Tip #1: Connect When You Can
You can’t control much, but you can control the way you show up for your child. Remind yourself often that your child’s long-term development is better served by your close relationship with him than by his completion of his schoolwork. This is not to say that school doesn’t matter, or that the assignments should be ignored. But it is to say that the cost should not be endless battles between you. Back away from fights when you can. Understand that your child’s frustrations are most likely going to be dumped out on you. Don’t take it personally. We are all under stress, which means our capacity to handle challenges is waaay diminished. Connect when you can. Prioritize feeling good together. Feeling safe in your relationship together will get your child much closer to his academic goals in the long run.
What this might sound like:
“It looks like you’re having a hard time getting that math worksheet finished.
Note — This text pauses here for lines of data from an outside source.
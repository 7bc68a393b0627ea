use async_trait::async_trait;
use serde::Deserialize;
use tracing::debug;

use crate::provider::{check_status, ChatRequest, ChatResponse, LlmProvider, ProviderError, Role};

const API_VERSION: &str = "2023-06-01";
pub const ANTHROPIC_BASE_URL: &str = "https://api.anthropic.com";

pub struct AnthropicProvider {
    client: reqwest::Client,
    api_key: String,
    base_url: String,
}

impl AnthropicProvider {
    pub fn new(api_key: String, base_url: Option<String>) -> Self {
        Self {
            client: reqwest::Client::new(),
            api_key,
            base_url: base_url
                .map(|u| u.trim_end_matches('/').to_string())
                .unwrap_or_else(|| ANTHROPIC_BASE_URL.to_string()),
        }
    }
}

#[async_trait]
impl LlmProvider for AnthropicProvider {
    fn name(&self) -> &str {
        "anthropic"
    }

    async fn send(&self, req: &ChatRequest) -> Result<ChatResponse, ProviderError> {
        let body = build_request_body(req);
        let url = format!("{}/v1/messages", self.base_url);

        debug!(model = %req.model, "sending request to Anthropic");

        let resp = self
            .client
            .post(&url)
            .header("anthropic-version", API_VERSION)
            .header("x-api-key", &self.api_key)
            .header("content-type", "application/json")
            .json(&body)
            .send()
            .await?;
        let resp = check_status(resp, "anthropic").await?;

        let api_resp: ApiResponse = resp
            .json()
            .await
            .map_err(|e| ProviderError::Parse(e.to_string()))?;

        Ok(parse_response(api_resp))
    }
}

fn build_request_body(req: &ChatRequest) -> serde_json::Value {
    // System text is a top-level field; the messages array holds only
    // user/assistant turns.
    let messages: Vec<serde_json::Value> = req
        .messages
        .iter()
        .filter(|m| m.role != Role::System)
        .map(|m| {
            serde_json::json!({
                "role": m.role,
                "content": m.content,
            })
        })
        .collect();

    serde_json::json!({
        "model": req.model,
        "max_tokens": req.max_tokens,
        "temperature": req.temperature,
        "system": req.system,
        "messages": messages,
    })
}

fn parse_response(resp: ApiResponse) -> ChatResponse {
    let content = resp
        .content
        .iter()
        .filter(|b| b.kind == "text")
        .filter_map(|b| b.text.as_deref())
        .collect::<Vec<_>>()
        .join("");

    ChatResponse {
        content,
        model: resp.model,
        tokens_in: resp.usage.input_tokens,
        tokens_out: resp.usage.output_tokens,
        stop_reason: resp.stop_reason.unwrap_or_default(),
    }
}

#[derive(Deserialize)]
struct ApiResponse {
    #[serde(default)]
    model: String,
    #[serde(default)]
    content: Vec<ContentBlock>,
    stop_reason: Option<String>,
    #[serde(default)]
    usage: Usage,
}

#[derive(Deserialize)]
struct ContentBlock {
    #[serde(rename = "type")]
    kind: String,
    text: Option<String>,
}

#[derive(Deserialize, Default)]
struct Usage {
    #[serde(default)]
    input_tokens: u32,
    #[serde(default)]
    output_tokens: u32,
}
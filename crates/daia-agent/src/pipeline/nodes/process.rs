use std::collections::HashMap;

use async_trait::async_trait;
use tracing::debug;

use daia_core::types::RawHistoryEntry;

use crate::history::{normalize_history, NormalizeOptions, NormalizedHistory};
use crate::pipeline::context::required;
use crate::pipeline::{Action, Node, PipelineError, SharedContext};

pub struct ProcessHistory {
    options: NormalizeOptions,
}

impl ProcessHistory {
    pub fn new(options: NormalizeOptions) -> Self {
        Self { options }
    }
}

#[derive(Debug, Clone)]
pub struct ProcessInput {
    pub entries: Vec<RawHistoryEntry>,
    pub table_map: HashMap<String, String>,
    pub bot_user_id: u64,
}

#[async_trait]
impl Node<SharedContext> for ProcessHistory {
    type Prep = ProcessInput;
    type Output = NormalizedHistory;

    fn name(&self) -> &'static str {
        "process_history"
    }

    fn prepare(&self, ctx: &SharedContext) -> Result<ProcessInput, PipelineError> {
        let history = required(&ctx.history, "history")?;
        Ok(ProcessInput {
            entries: history.entries.clone(),
            table_map: history.table_map.clone(),
            bot_user_id: ctx.bot_user_id,
        })
    }

    async fn execute(&self, input: ProcessInput) -> Result<NormalizedHistory, PipelineError> {
        Ok(normalize_history(
            &input.entries,
            input.bot_user_id,
            &input.table_map,
            self.options,
        ))
    }

    fn finalize(
        &self,
        ctx: &mut SharedContext,
        normalized: NormalizedHistory,
    ) -> Result<Action, PipelineError> {
        debug!(
            turns = normalized.turns.len(),
            participants = normalized.participants.len(),
            "history normalized"
        );
        ctx.normalized = Some(normalized);
        Ok(Action::Processed)
    }
}
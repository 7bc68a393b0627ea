use std::sync::Arc;

use async_trait::async_trait;
use tracing::{debug, warn};

use crate::pipeline::collab::{RenderedImage, TableRenderer};
use crate::pipeline::context::required;
use crate::pipeline::{Action, Node, PipelineError, SharedContext};
use crate::table::TableData;

pub struct RenderTables {
    renderer: Option<Arc<dyn TableRenderer>>,
}

impl RenderTables {
    pub fn new(renderer: Option<Arc<dyn TableRenderer>>) -> Self {
        Self { renderer }
    }
}

#[derive(Debug, Clone)]
pub struct RenderedTable {
    pub ordinal: usize,
    pub data: TableData,
}

#[async_trait]
impl Node<SharedContext> for RenderTables {
    type Prep = Vec<RenderedTable>;
    type Output = Vec<RenderedImage>;

    fn name(&self) -> &'static str {
        "render_tables"
    }

    fn prepare(&self, ctx: &SharedContext) -> Result<Vec<RenderedTable>, PipelineError> {
        let extraction = required(&ctx.extraction, "extraction")?;
        Ok(extraction
            .tables
            .iter()
            .map(|t| RenderedTable {
                ordinal: t.key.ordinal,
                data: t.data.clone(),
            })
            .collect())
    }

    async fn execute(&self, tables: Vec<RenderedTable>) -> Result<Vec<RenderedImage>, PipelineError> {
        let Some(renderer) = &self.renderer else {
            debug!(tables = tables.len(), "no table renderer configured");
            return Ok(Vec::new());
        };

        let mut images = Vec::with_capacity(tables.len());
        for table in &tables {
            match renderer.render(&table.data).await {
                Ok(mut image) => {
                    image.filename = format!("table_{}.png", table.ordinal);
                    images.push(image);
                }
                Err(e) => warn!(ordinal = table.ordinal, error = %e, "table render failed, skipping"),
            }
        }
        Ok(images)
    }

    fn finalize(
        &self,
        ctx: &mut SharedContext,
        images: Vec<RenderedImage>,
    ) -> Result<Action, PipelineError> {
        if images.is_empty() {
            return Ok(Action::NoImages);
        }
        ctx.images = images;
        Ok(Action::ImagesRendered)
    }
}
Why don’t we take a walk around the block together. I could use a break from my work, too.”
Tip #2: Practice being calm
Don’t you hate when people say, “calm down”? It also kind of bugs me when people push mindfulness and meditation as solutions to stress. Don’t get me wrong, I absolutely believe in mindfulness and meditation as tools for stress management and overall mind/body health. But the words have become buzzwords, and sometimes feel too “soft” in the moment of crisis, anger, or worry. So, what do I mean by “practice being calm”?
I just mean, take a second to take a breath. Step away from this moment in your mind. Pretend you’re a bird, up above whatever situation you’re in. Can you relax your grip on anything right now – whether that’s a worrisome thought, or your need to control an interaction? Can you relax your stomach muscles, or your shoulders? Find a moment to regain perspective, whenever you can. Everybody in the world is in this same leaky boat, plugging holes to stay afloat. Stop staring at the little leaks for just long enough to breathe. Decide where you want to place your attention and your energy.
You might say to yourself:
“I am going to let go of this particular worry for just five minutes. I can come back to it later after I feel calmer.”
Tip #3: Be Curious
Anxiety makes us clench, and it closes us down. We get rigid. We seek control. Curiosity opens us up. Next time you’re tussling with your kid about sight words or times tables, practice curiosity: “What would happen if I…”
You might ask yourself:
“What would happen if I asked him what the best way is to practice?”
“What would happen if we went for a walk and did sight words or times tables later?”
It doesn’t matter what question you ask or how you answer it. The point is to make a mental shift. Curiosity enables you to step back from a situation. Your perspective widens. You can step away from conflict, and that makes connection more likely.
You might even be able to take a breath -and find that you feel calm.